E'Last (Korean: 엘라스트, pronounced "El-Last" and commonly stylized as E'LAST), previously known as EBoyz (이보이즈), is a South Korean boy band formed by E Entertainment. The group is composed of eight members: Rano, Choi In, Seungyeop, Baekgyeul, Romin, Won Hyuk, Wonjun, and Yejun. They debuted on June 9, 2020, with their first mini album Day Dream and its lead single "Swear" (Korean : 기사의 맹세, literally "Knight's Oath").

History 
E'Last is the first group of E Entertainment. Their name is an abbreviation of "Everlasting", which either means "Eternity" and "Infinity. Won Hyuk and Wonjun were contestants on Produce X 101 and were the first two to be introduced into the EBoyz group. They were joined during summer 2019 by Choi In, Rano, and Seungyeop.

The members released their own reality show, named Unlock, prior to their debut. The official YouTube channel of the group uploaded an episode every Friday, showcasing the boys’ daily lives and debut preparations.

The group debuted on June 9, 2020, with their first extended play Day Dream, featuring the title track "Swear".  In their debut album, the members said in an interview that Rano, Baekgyeul, Won Hyuk, and Wonjun participated in writing and composing songs.

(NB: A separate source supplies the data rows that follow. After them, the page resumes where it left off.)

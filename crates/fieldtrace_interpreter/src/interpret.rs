//! The pattern interpreter.
//!
//! Matches one command's declared [`SyntaxPattern`] against one parsed node
//! and classifies the node's named properties into lineage buckets. This is
//! name-addressed matching over an already-built tree: properties are looked
//! up by the parameter names in the declaration, never re-tokenized.
//!
//! Matching is a single recursive pass. The only choice point is
//! [`SyntaxPattern::Alternation`], resolved by taking the first declared
//! option whose required named parameters are present on the node; there is
//! no backtracking into later options once one is selected.

use std::collections::HashMap;

use fieldtrace_foundation::{NodeValue, ParsedNode};
use fieldtrace_syntax::{CommandSyntax, FieldEffect, Quantifier, SyntaxPattern, TypedParam};

use crate::result::{DerivedField, PatternMatchResult};

/// Interprets one command declaration against one parsed node.
///
/// Returns the field-lineage report for this pipe stage. Mismatches are
/// reported, never thrown: a wrong node type or a missing mandatory
/// parameter yields `matched = false` with a message, and the caller is
/// expected to continue with the next stage.
#[must_use]
pub fn interpret_pattern(decl: &CommandSyntax, node: &ParsedNode) -> PatternMatchResult {
    if !node_answers_to(decl, node) {
        return PatternMatchResult::mismatch(format!(
            "node type {} does not match command {}",
            node.node_type, decl.command
        ));
    }

    let scope = Scope {
        props: &node.props,
        parent: None,
    };
    let mut result = PatternMatchResult::matched();
    if let Err(message) = apply(&decl.syntax, &scope, &mut result) {
        return PatternMatchResult::mismatch(message);
    }

    if let Some(semantics) = &decl.semantics {
        let resolved = semantics.resolve(node.variant.as_deref());
        for create in &resolved.static_creates {
            let depends_on = resolve_names(&create.depends_on, &scope);
            result.creates.push(DerivedField {
                field_name: create.field_name.clone(),
                depends_on,
            });
        }
        result.semantics = Some(resolved);
    }

    result
}

/// Checks that the node's type discriminator (or variant tag) refers to
/// this declaration. Parser node types are command-class names like
/// `StatsCommand`; command names, aliases, and variants are lowercase.
fn node_answers_to(decl: &CommandSyntax, node: &ParsedNode) -> bool {
    let node_name = normalize_name(&node.node_type);
    if decl
        .all_names()
        .iter()
        .any(|n| normalize_name(n) == node_name)
    {
        return true;
    }
    node.variant.as_deref().is_some_and(|variant| {
        let variant = normalize_name(variant);
        decl.all_names().iter().any(|n| normalize_name(n) == variant)
    })
}

fn normalize_name(raw: &str) -> String {
    let lower: String = raw
        .chars()
        .filter(char::is_ascii_alphanumeric)
        .map(|c| c.to_ascii_lowercase())
        .collect();
    match lower.strip_suffix("command") {
        Some(stripped) if !stripped.is_empty() => stripped.to_string(),
        _ => lower,
    }
}

/// Property lookup chain. Repetition over record arrays pushes the record
/// as an inner scope, so sibling references (`depends_on`) bind to the
/// current repetition first and fall back to the enclosing node.
struct Scope<'a> {
    props: &'a HashMap<String, NodeValue>,
    parent: Option<&'a Scope<'a>>,
}

impl Scope<'_> {
    fn get(&self, name: &str) -> Option<&NodeValue> {
        self.props
            .get(name)
            .or_else(|| self.parent.and_then(|p| p.get(name)))
    }

    /// Finds a record-array property whose records carry at least one of
    /// the given parameter names. Parsers store repeated clauses under a
    /// clause-level property (`renames`, `assignments`) rather than under
    /// any single parameter name, so the lookup goes by record keys.
    fn find_record_list(&self, names: &[String]) -> Option<&[NodeValue]> {
        for value in self.props.values() {
            if let NodeValue::List(items) = value {
                let all_records = !items.is_empty()
                    && items.iter().all(|item| item.as_record().is_some());
                let keys_match = items.iter().any(|item| {
                    item.as_record()
                        .is_some_and(|r| names.iter().any(|n| r.contains_key(n)))
                });
                if all_records && keys_match {
                    return Some(items);
                }
            }
        }
        self.parent.and_then(|p| p.find_record_list(names))
    }
}

/// Applies one pattern node, accumulating lineage buckets.
///
/// `Err` carries the mismatch message; the public entry point converts it
/// into an unmatched result.
fn apply(
    pattern: &SyntaxPattern,
    scope: &Scope<'_>,
    result: &mut PatternMatchResult,
) -> Result<(), String> {
    match pattern {
        SyntaxPattern::TypedParam(p) => apply_param(p, scope, result),
        // Literals are structural only; with name-addressed matching there
        // is nothing to verify on the node.
        SyntaxPattern::Literal(_) => Ok(()),
        SyntaxPattern::Sequence(patterns) => {
            for p in patterns {
                apply(p, scope, result)?;
            }
            Ok(())
        }
        SyntaxPattern::Alternation(options) => apply_alternation(options, scope, result),
        SyntaxPattern::Group {
            pattern,
            quantifier,
        } => apply_group(pattern, *quantifier, scope, result),
    }
}

fn apply_param(
    p: &TypedParam,
    scope: &Scope<'_>,
    result: &mut PatternMatchResult,
) -> Result<(), String> {
    // Unnamed slots are structural only.
    let Some(name) = &p.name else {
        return Ok(());
    };

    let Some(value) = scope.get(name) else {
        if p.quantifier.is_required() {
            return Err(format!("required parameter {name} not found on node"));
        }
        return Ok(());
    };

    // An empty list is zero occurrences; for a required parameter that is
    // the same as absence.
    if p.quantifier.is_required() && value.as_list().is_some_and(<[NodeValue]>::is_empty) {
        return Err(format!("required parameter {name} not found on node"));
    }

    let Some(effect) = p.effect else {
        return Ok(());
    };

    let fields = value.text_items();
    match effect {
        FieldEffect::Creates => {
            let depends_on = resolve_dependencies(p, scope);
            for field_name in fields {
                result.creates.push(DerivedField {
                    field_name,
                    depends_on: depends_on.clone(),
                });
            }
        }
        FieldEffect::Modifies => {
            let depends_on = resolve_dependencies(p, scope);
            for field_name in fields {
                result.modifies.push(DerivedField {
                    field_name,
                    depends_on: depends_on.clone(),
                });
            }
        }
        FieldEffect::Consumes => result.consumes.extend(fields),
        FieldEffect::GroupsBy => result.groups_by.extend(fields),
        FieldEffect::Drops => result.drops.extend(fields),
    }
    Ok(())
}

/// Resolves declared dependency parameter names to the *values* those
/// sibling parameters hold on this node, innermost scope first.
fn resolve_dependencies(p: &TypedParam, scope: &Scope<'_>) -> Vec<String> {
    let mut depends_on = resolve_names(&p.depends_on, scope);
    if let Some(expr) = &p.depends_on_expression {
        if let Some(value) = scope.get(expr) {
            depends_on.extend(value.text_items());
        }
    }
    depends_on
}

fn resolve_names(names: &[String], scope: &Scope<'_>) -> Vec<String> {
    names
        .iter()
        .filter_map(|name| scope.get(name))
        .flat_map(NodeValue::text_items)
        .collect()
}

fn apply_alternation(
    options: &[SyntaxPattern],
    scope: &Scope<'_>,
    result: &mut PatternMatchResult,
) -> Result<(), String> {
    // First declared option whose required named parameters are all
    // present wins; no backtracking after selection.
    for option in options {
        if option_is_present(option, scope) {
            return apply(option, scope, result);
        }
    }
    Err("no alternation option matched the node".to_string())
}

/// Presence check used for option selection: are all of this pattern's
/// required named parameters available on the node? Literal-only options
/// are vacuously present, so authors order them last.
fn option_is_present(pattern: &SyntaxPattern, scope: &Scope<'_>) -> bool {
    match pattern {
        SyntaxPattern::TypedParam(p) => match (&p.name, p.quantifier.is_required()) {
            (Some(name), true) => scope
                .get(name)
                .is_some_and(|v| v.as_list().is_none_or(|l| !l.is_empty())),
            _ => true,
        },
        SyntaxPattern::Literal(_) => true,
        SyntaxPattern::Sequence(patterns) => {
            patterns.iter().all(|p| option_is_present(p, scope))
        }
        SyntaxPattern::Alternation(options) => {
            options.iter().any(|o| option_is_present(o, scope))
        }
        SyntaxPattern::Group {
            pattern,
            quantifier,
        } => !quantifier.is_required() || option_is_present(pattern, scope),
    }
}

fn apply_group(
    pattern: &SyntaxPattern,
    quantifier: Quantifier,
    scope: &Scope<'_>,
    result: &mut PatternMatchResult,
) -> Result<(), String> {
    let names = param_names(pattern);

    // A repeated clause group surfaces on the node as an array property:
    // either bound directly to one of the group's parameter names, or a
    // clause-level record array whose record keys are the parameter names.
    let direct_binding = names
        .iter()
        .find_map(|name| scope.get(name).and_then(NodeValue::as_list));
    let record_list = match direct_binding {
        Some(items) if items.iter().all(|item| item.as_record().is_some()) && !items.is_empty() => {
            Some(items)
        }
        Some(_) => None,
        None => scope.find_record_list(&names),
    };

    if let Some(items) = record_list {
        // One record per repetition: each record becomes the innermost
        // scope, so depends_on binds per repetition.
        for item in items {
            if let Some(record) = item.as_record() {
                let child = Scope {
                    props: record,
                    parent: Some(scope),
                };
                apply(pattern, &child, result)?;
            }
        }
        return Ok(());
    }

    if direct_binding.is_some() {
        // Parallel scalar arrays: element i of every list-bound parameter
        // forms repetition i.
        let lists: Vec<(&String, &[NodeValue])> = names
            .iter()
            .filter_map(|name| scope.get(name).and_then(NodeValue::as_list).map(|l| (name, l)))
            .collect();
        let longest = lists.iter().map(|(_, l)| l.len()).max().unwrap_or(0);
        for i in 0..longest {
            let mut element_props = HashMap::new();
            for (name, list) in &lists {
                if let Some(value) = list.get(i) {
                    element_props.insert((*name).clone(), value.clone());
                }
            }
            let child = Scope {
                props: &element_props,
                parent: Some(scope),
            };
            apply(pattern, &child, result)?;
        }
        return Ok(());
    }

    // Scalar group: apply once when any of its parameters is present.
    let any_present = names.iter().any(|name| scope.get(name).is_some());
    if any_present || names.is_empty() {
        return apply(pattern, scope, result);
    }
    if quantifier.is_required() {
        return Err(format!(
            "required clause not found on node (expected one of: {})",
            names.join(", ")
        ));
    }
    Ok(())
}

/// Collects the named parameters in a pattern subtree, in declaration order.
fn param_names(pattern: &SyntaxPattern) -> Vec<String> {
    fn collect(pattern: &SyntaxPattern, names: &mut Vec<String>) {
        match pattern {
            SyntaxPattern::TypedParam(p) => {
                if let Some(name) = &p.name {
                    if !names.iter().any(|n| n == name) {
                        names.push(name.clone());
                    }
                }
            }
            SyntaxPattern::Literal(_) => {}
            SyntaxPattern::Sequence(patterns) | SyntaxPattern::Alternation(patterns) => {
                for p in patterns {
                    collect(p, names);
                }
            }
            SyntaxPattern::Group { pattern, .. } => collect(pattern, names),
        }
    }

    let mut names = Vec::new();
    collect(pattern, &mut names);
    names
}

The group returned with their second extended play Awake and its title track "Tears Of Chaos" on November 11, 2020. Wonjun was not involved in the comeback due to scheduling conflicts, as he was the host of EBS show Boni Hani.

In April 2021, it was announced that members Choi In, Seungyeop, Romin, and Wonjun would form the new sub-unit E'Last U.  The sub-unit released their debut digital single "Remember" on May 19, 2021.

On September 29, 2021, the group released their first single album Dark Dream and its title track of the same name.

On April 27, 2022, the group released their third extended play Roar and its title track "Creature".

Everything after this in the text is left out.